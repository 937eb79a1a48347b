//! Root-process side of the control socket: services [`Msg`] requests
//! sent by the unprivileged worker over a blocking loop. Runs outside
//! tokio — the root process has no other work, so a plain blocking read
//! loop is simplest and keeps this code safe to call right after fork/exec
//! setup, before any async runtime exists.

#![cfg(unix)]

use std::io::{BufRead, BufReader, Write};
use std::os::unix::io::{AsRawFd, FromRawFd};
use std::os::unix::net::UnixStream;
use std::os::unix::process::CommandExt;
use std::path::{Path, PathBuf};
use std::process::{Command, Stdio};

use crate::config::Config;
use crate::error::{DingError, Result};

use super::fd_passing::send_fds;
use super::msg::{Msg, MsgKind, Reply};
use super::{validate_contained_path, validate_uid_range};

/// Services requests on `control`/`fd_socket` until the worker closes the
/// control socket (`Ok(())`) or a framing error occurs.
pub fn run(control: UnixStream, fd_socket: UnixStream, config: &Config, cli_binary: &Path) -> Result<()> {
    let mut reader = BufReader::new(control.try_clone().map_err(DingError::Io)?);
    let mut writer = control;

    loop {
        let mut line = String::new();
        let n = reader.read_line(&mut line).map_err(DingError::Io)?;
        if n == 0 {
            return Ok(());
        }
        let msg: Msg = serde_json::from_str(line.trim_end()).map_err(DingError::Json)?;

        let reply = match msg.kind {
            MsgKind::Chown => handle_chown(&msg, config, cli_binary),
            MsgKind::RemoveDir => handle_remove_dir(&msg, config),
            MsgKind::Build => handle_build(&msg, config, &fd_socket),
        };
        write_reply(&mut writer, &reply)?;
    }
}

fn write_reply(writer: &mut UnixStream, reply: &Reply) -> Result<()> {
    let mut line = serde_json::to_string(reply)?;
    line.push('\n');
    writer.write_all(line.as_bytes()).map_err(DingError::Io)
}

fn build_dir(config: &Config, repo: &str, build_id: i64) -> PathBuf {
    Path::new(&config.isolate_builds.builds_dir)
        .join(repo)
        .join(build_id.to_string())
}

/// Delegates the recursive chown to `ding chownbuild`, kept as a small,
/// auditable unit rather than walking the tree with root privilege here.
fn handle_chown(msg: &Msg, config: &Config, cli_binary: &Path) -> Reply {
    if msg.repo.is_empty() {
        return Reply::err("chown request missing repo name");
    }
    let uid = config.build_uid(msg.build_id);
    let gid = config.isolate_builds.ding_gid;
    if let Err(e) = validate_uid_range(
        uid,
        config.isolate_builds.uid_start,
        config.isolate_builds.uid_end,
        config.isolate_builds.ding_uid,
    ) {
        return Reply::err(e.to_string());
    }

    let dir = build_dir(config, &msg.repo, msg.build_id);
    let output = Command::new(cli_binary)
        .arg("chownbuild")
        .arg(&config.config_path)
        .arg(uid.to_string())
        .arg(gid.to_string())
        .arg(dir.join("home"))
        .arg(dir.join("checkout"))
        .output();

    match output {
        Ok(out) if out.status.success() => Reply::ok(),
        Ok(out) => Reply::err(String::from_utf8_lossy(&out.stderr).trim().to_string()),
        Err(e) => Reply::err(e.to_string()),
    }
}

fn handle_remove_dir(msg: &Msg, config: &Config) -> Reply {
    if msg.repo.is_empty() {
        return Reply::err("remove_dir request missing repo name");
    }
    let builds_dir = PathBuf::from(&config.isolate_builds.builds_dir);
    let path = if msg.build_id >= 0 {
        build_dir(config, &msg.repo, msg.build_id)
    } else {
        builds_dir.join(&msg.repo)
    };
    if let Err(e) = validate_contained_path(&builds_dir, &path) {
        return Reply::err(e.to_string());
    }

    match std::fs::remove_dir_all(&path) {
        Ok(()) => Reply::ok(),
        Err(e) if e.kind() == std::io::ErrorKind::NotFound => Reply::ok(),
        Err(e) => Reply::err(e.to_string()),
    }
}

/// Starts `build.sh` under the per-build uid/gid and hands its stdout,
/// stderr, and a status pipe to the worker over `fd_socket` via
/// `SCM_RIGHTS`. The worker learns whether the build succeeded by reading
/// the status pipe to EOF.
fn handle_build(msg: &Msg, config: &Config, fd_socket: &UnixStream) -> Reply {
    if msg.repo.is_empty() {
        return Reply::err("build request missing repo name");
    }
    let uid = config.build_uid(msg.build_id);
    let gid = config.isolate_builds.ding_gid;
    if config.isolate_builds.enabled {
        if let Err(e) = validate_uid_range(
            uid,
            config.isolate_builds.uid_start,
            config.isolate_builds.uid_end,
            config.isolate_builds.ding_uid,
        ) {
            return Reply::err(e.to_string());
        }
    }

    let dir = build_dir(config, &msg.repo, msg.build_id);
    let checkout_dir = dir.join("checkout").join(&msg.checkout_path);
    let script = dir.join("scripts").join("build.sh");

    let (out_r, out_w) = match make_pipe() {
        Ok(p) => p,
        Err(e) => return Reply::err(format!("creating stdout pipe: {e}")),
    };
    let (err_r, err_w) = match make_pipe() {
        Ok(p) => p,
        Err(e) => return Reply::err(format!("creating stderr pipe: {e}")),
    };
    let (status_r, status_w) = match make_pipe() {
        Ok(p) => p,
        Err(e) => return Reply::err(format!("creating status pipe: {e}")),
    };

    let mut cmd = Command::new(&script);
    cmd.current_dir(&checkout_dir);
    cmd.env_clear();
    for (k, v) in &msg.env {
        cmd.env(k, v);
    }
    cmd.stdin(Stdio::null());
    cmd.stdout(Stdio::from(out_w));
    cmd.stderr(Stdio::from(err_w));
    if config.isolate_builds.enabled {
        cmd.uid(uid);
        cmd.gid(gid);
    }

    let mut child = match cmd.spawn() {
        Ok(c) => c,
        Err(e) => return Reply::err(format!("starting build: {e}")),
    };

    let fds = [out_r.as_raw_fd(), err_r.as_raw_fd(), status_r.as_raw_fd()];
    if let Err(e) = send_fds(fd_socket.as_raw_fd(), &fds) {
        let _ = child.kill();
        return Reply::err(format!("sending descriptors to worker: {e}"));
    }
    // Our copies; the worker received its own via SCM_RIGHTS.
    drop(out_r);
    drop(err_r);
    drop(status_r);

    std::thread::spawn(move || {
        let status = match child.wait() {
            Ok(exit) if exit.success() => String::new(),
            Ok(exit) => exit.to_string(),
            Err(e) => e.to_string(),
        };
        let mut status_w = status_w;
        let _ = status_w.write_all(status.as_bytes());
    });

    Reply::ok()
}

fn make_pipe() -> std::io::Result<(std::fs::File, std::fs::File)> {
    let mut fds = [0i32; 2];
    let rc = unsafe { libc::pipe(fds.as_mut_ptr()) };
    if rc != 0 {
        return Err(std::io::Error::last_os_error());
    }
    Ok(unsafe {
        (
            std::fs::File::from_raw_fd(fds[0]),
            std::fs::File::from_raw_fd(fds[1]),
        )
    })
}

^^^^

Task item:
Pick out the lines above containing the word "worker", then copy them.

Expected answer:
//! sent by the unprivileged worker over a blocking loop. Runs outside
/// Services requests on `control`/`fd_socket` until the worker closes the
/// stderr, and a status pipe to the worker over `fd_socket` via
/// `SCM_RIGHTS`. The worker learns whether the build succeeded by reading
        return Reply::err(format!("sending descriptors to worker: {e}"));
    // Our copies; the worker received its own via SCM_RIGHTS.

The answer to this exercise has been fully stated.